Training a Predictive Coding Network on ImageNet using Equilibrium Propagation
This paper introduces an equilibrium propagation (EP)-based training method for deep predictive coding networks (PCNs), achieving 13.23% Top-5 error on ImageNet with a 10-layer VGG model, close to the 12.2% baseline of backpropagation.
Key Findings
Methodology
This study innovatively combines the centered variant of EP with a novel equilibrium scheme tailored for PCNs, enabling training of deep convolutional networks on large-scale datasets. The approach involves applying small perturbations (via nudging) to the output layer, then using finite difference schemes—random, centered, forward, backward—to estimate the gradient of the energy function with respect to model parameters. Hyperparameters such as perturbation strength β and number of iterations K are systematically tuned. The training process alternates between a free phase (β=0), where the network reaches equilibrium via forward passes, and a nudged phase (β≠0), where the network state is perturbed and equilibrated again. The energy function combines the network's prediction errors with a cost function (cross-entropy or MSE).
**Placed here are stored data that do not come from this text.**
//! Dropwise titration of water with a strong acid or base.
//!
//! The caller owns the drop count. Each drop adds a fixed volume of titrant to
//! a fixed initial volume; water's own [H+] (or [OH-]) is added in
//! superposition rather than solved exactly.

use ph_core::units::{Volume, to_ratio};
use ph_core::{ChemConstants, PhError, PhResult, ensure_finite, ensure_positive};
use serde::{Deserialize, Serialize};

/// Whether the titrant is a strong acid or a strong base.
#[derive(Debug, Clone, Copy, PartialEq, Eq, Hash, Serialize, Deserialize)]
#[serde(rename_all = "lowercase")]
pub enum Polarity {
    Acid,
    Base,
}

impl std::str::FromStr for Polarity {
    type Err = PhError;

    fn from_str(s: &str) -> Result<Self, Self::Err> {
        match s.trim().to_ascii_lowercase().as_str() {
            "acid" => Ok(Self::Acid),
            "base" => Ok(Self::Base),
            _ => Err(PhError::InvalidArg {
                what: "polarity must be 'acid' or 'base'",
            }),
        }
    }
}

/// Strong titrant added drop by drop.
#[derive(Debug, Clone, Copy, PartialEq, Serialize, Deserialize)]
pub struct Titrant {
    /// Molar concentration of the titrant [mol/L].
    pub molarity: f64,
    pub polarity: Polarity,
}

impl Titrant {
    pub fn acid(molarity: f64) -> Self {
        Self {
            molarity,
            polarity: Polarity::Acid,
        }
    }

    pub fn base(molarity: f64) -> Self {
        Self {
            molarity,
            polarity: Polarity::Base,
        }
    }

    /// No reagent selected: drops carry nothing.
    pub fn none() -> Self {
        Self::acid(0.0)
    }

    pub(crate) fn validated_molarity(&self) -> PhResult<f64> {
        let m = ensure_finite(self.molarity, "titrant molarity")?;
        if m < 0.0 {
            return Err(PhError::Domain {
                what: "titrant molarity",
                value: m,
            });
        }
        Ok(m)
    }
}

/// Dropper bottles available next to the beaker.
#[derive(Debug, Clone, Copy, PartialEq, Eq, Hash, Serialize, Deserialize)]
pub enum DropReagent {
    #[serde(rename = "hcl-0.1")]
    HclDecimolar,
    #[serde(rename = "hcl-0.01")]
    HclCentimolar,
    #[serde(rename = "naoh-0.1")]
    NaohDecimolar,
    #[serde(rename = "naoh-0.01")]
    NaohCentimolar,
}

impl DropReagent {
    pub const ALL: [DropReagent; 4] = [
        DropReagent::HclDecimolar,
        DropReagent::HclCentimolar,
        DropReagent::NaohDecimolar,
        DropReagent::NaohCentimolar,
    ];

    pub fn key(self) -> &'static str {
        match self {
            Self::HclDecimolar => "hcl-0.1",
            Self::HclCentimolar => "hcl-0.01",
            Self::NaohDecimolar => "naoh-0.1",
            Self::NaohCentimolar => "naoh-0.01",
        }
    }

    pub fn label(self) -> &'static str {
        match self {
            Self::HclDecimolar => "0.1 M HCl",
            Self::HclCentimolar => "0.01 M HCl",
            Self::NaohDecimolar => "0.1 M NaOH",
            Self::NaohCentimolar => "0.01 M NaOH",
        }
    }

    pub fn titrant(self) -> Titrant {
        match self {
            Self::HclDecimolar => Titrant::acid(0.1),
            Self::HclCentimolar => Titrant::acid(0.01),
            Self::NaohDecimolar => Titrant::base(0.1),
            Self::NaohCentimolar => Titrant::base(0.01),
        }
    }
}

impl std::str::FromStr for DropReagent {
    type Err = PhError;

    fn from_str(s: &str) -> Result<Self, Self::Err> {
        let normalized: String = s
            .trim()
            .to_ascii_lowercase()
            .chars()
            .filter(|c| !c.is_whitespace())
            .collect();
        match normalized.as_str() {
            "hcl-0.1" | "0.1mhcl" => Ok(Self::HclDecimolar),
            "hcl-0.01" | "0.01mhcl" => Ok(Self::HclCentimolar),
            "naoh-0.1" | "0.1mnaoh" => Ok(Self::NaohDecimolar),
            "naoh-0.01" | "0.01mnaoh" => Ok(Self::NaohCentimolar),
            _ => Err(PhError::InvalidArg {
                what: "unknown drop reagent",
            }),
        }
    }
}

/// Volume bookkeeping for a dropwise addition.
#[derive(Debug, Clone, Copy, PartialEq)]
pub struct TitrationSetup {
    pub initial_volume: Volume,
    pub drop_volume: Volume,
}

impl TitrationSetup {
    pub fn from_constants(constants: &ChemConstants) -> Self {
        Self {
            initial_volume: constants.reference_volume(),
            drop_volume: constants.drop_volume(),
        }
    }

    pub fn with_initial_volume(mut self, initial_volume: Volume) -> Self {
        self.initial_volume = initial_volume;
        self
    }

    pub(crate) fn validate(&self) -> PhResult<()> {
        ensure_positive(self.initial_volume.value, "initial volume")?;
        ensure_positive(self.drop_volume.value, "drop volume")?;
        Ok(())
    }

    pub fn volume_added(&self, drops: u32) -> Volume {
        self.drop_volume * f64::from(drops)
    }

    pub fn total_volume(&self, drops: u32) -> Volume {
        self.initial_volume + self.volume_added(drops)
    }

    /// Share of the current volume that came from the dropper.
    pub fn titrant_fraction(&self, drops: u32) -> f64 {
        to_ratio(self.volume_added(drops) / self.total_volume(drops))
    }
}

/// Total volume after `drops` drops have been added to `initial_volume`.
pub fn total_volume(constants: &ChemConstants, initial_volume: Volume, drops: u32) -> Volume {
    TitrationSetup::from_constants(constants)
        .with_initial_volume(initial_volume)
        .total_volume(drops)
}

/// [H+] of water after `drops` drops of `titrant`.
pub fn h_conc_titration(
    constants: &ChemConstants,
    setup: &TitrationSetup,
    titrant: Titrant,
    drops: u32,
) -> PhResult<f64> {
    setup.validate()?;
    let molarity = titrant.validated_molarity()?;
    let delivered = molarity * setup.titrant_fraction(drops) + constants.water_h;
    match titrant.polarity {
        Polarity::Acid => Ok(delivered),
        Polarity::Base => Ok(constants.kw / delivered),
    }
}

/// [H+] of water titrated with `polarity` titrant of `drop_molarity`.
pub fn h_conc_titration_general(
    constants: &ChemConstants,
    drop_molarity: f64,
    drops: u32,
    initial_volume: Volume,
    polarity: Polarity,
) -> PhResult<f64> {
    let setup = TitrationSetup::from_constants(constants).with_initial_volume(initial_volume);
    let titrant = Titrant {
        molarity: drop_molarity,
        polarity,
    };
    h_conc_titration(constants, &setup, titrant, drops)
}

/// Water titrated with HCl.
pub fn h_conc_titration_hcl(
    constants: &ChemConstants,
    drop_molarity: f64,
    drops: u32,
    initial_volume: Volume,
) -> PhResult<f64> {
    h_conc_titration_general(constants, drop_molarity, drops, initial_volume, Polarity::Acid)
}

/// Water titrated with NaOH.
pub fn h_conc_titration_naoh(
    constants: &ChemConstants,
    drop_molarity: f64,
    drops: u32,
    initial_volume: Volume,
) -> PhResult<f64> {
    h_conc_titration_general(constants, drop_molarity, drops, initial_volume, Polarity::Base)
}

#[cfg(test)]
mod tests {
    use super::*;
    use crate::ph::ph_from_h_concentration;
    use ph_core::units::{ml, to_ml};

    #[test]
    fn zero_drops_is_pure_water() {
        let c = ChemConstants::standard();
        let h = h_conc_titration_hcl(&c, 0.1, 0, ml(10.0)).unwrap();
        assert_eq!(h, 1e-7);
        let h = h_conc_titration_naoh(&c, 0.1, 0, ml(10.0)).unwrap();
        assert!((h - 1e-7).abs() < 1e-20);
    }

    #[test]
    fn volumes_accumulate_per_drop() {
        let c = ChemConstants::standard();
        let v = total_volume(&c, ml(10.0), 10);
        assert!((to_ml(v) - 10.36).abs() < 1e-9);

        let setup = TitrationSetup::from_constants(&c);
        assert!(setup.total_volume(5) < setup.total_volume(6));
    }

    #[test]
    fn ten_drops_of_acid_and_base() {
        let c = ChemConstants::standard();
        let ph = ph_from_h_concentration(h_conc_titration_hcl(&c, 0.1, 10, ml(10.0)).unwrap())
            .unwrap();
        assert!(ph > 0.0 && ph < 7.0);
        // 0.36 mL of 0.1 M into 10.36 mL
        let expected = -(0.1 * 0.36 / 10.36 + 1e-7f64).log10();
        assert!((ph - expected).abs() < 1e-9);

        let ph = ph_from_h_concentration(h_conc_titration_naoh(&c, 0.1, 10, ml(10.0)).unwrap())
            .unwrap();
        assert!(ph > 7.0 && ph < 14.0);
    }

    #[test]
    fn rejects_bad_inputs() {
        let c = ChemConstants::standard();
        assert!(h_conc_titration_hcl(&c, -0.1, 3, ml(10.0)).is_err());
        assert!(h_conc_titration_hcl(&c, 0.1, 3, ml(0.0)).is_err());
        assert!(matches!(
            "neutral".parse::<Polarity>(),
            Err(PhError::InvalidArg { .. })
        ));
    }

    #[test]
    fn reagents_parse_from_labels_and_keys() {
        for reagent in DropReagent::ALL {
            assert_eq!(reagent.label().parse::<DropReagent>().unwrap(), reagent);
            assert_eq!(reagent.key().parse::<DropReagent>().unwrap(), reagent);
        }
        assert_eq!(DropReagent::NaohCentimolar.titrant(), Titrant::base(0.01));
        assert_eq!(Titrant::none().molarity, 0.0);
    }
}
GPU-based simulations demonstrate that this method achieves a Top-5 error of 13.23% on full ImageNet, closely matching the 12.2% of backpropagation, marking a significant milestone for EP and PCN scalability.
Key Results
- The trained VGG10 model on full-size ImageNet dataset achieved a Top-5 error rate of 13.23%, demonstrating the first successful large-scale application of EP and PCNs, with performance close to the backpropagation baseline of 12.2%.
- Different perturbation schemes (random, centered, forward, backward) were compared, revealing that the random scheme remains competitive even at full scale, challenging previous assumptions favoring the centered scheme.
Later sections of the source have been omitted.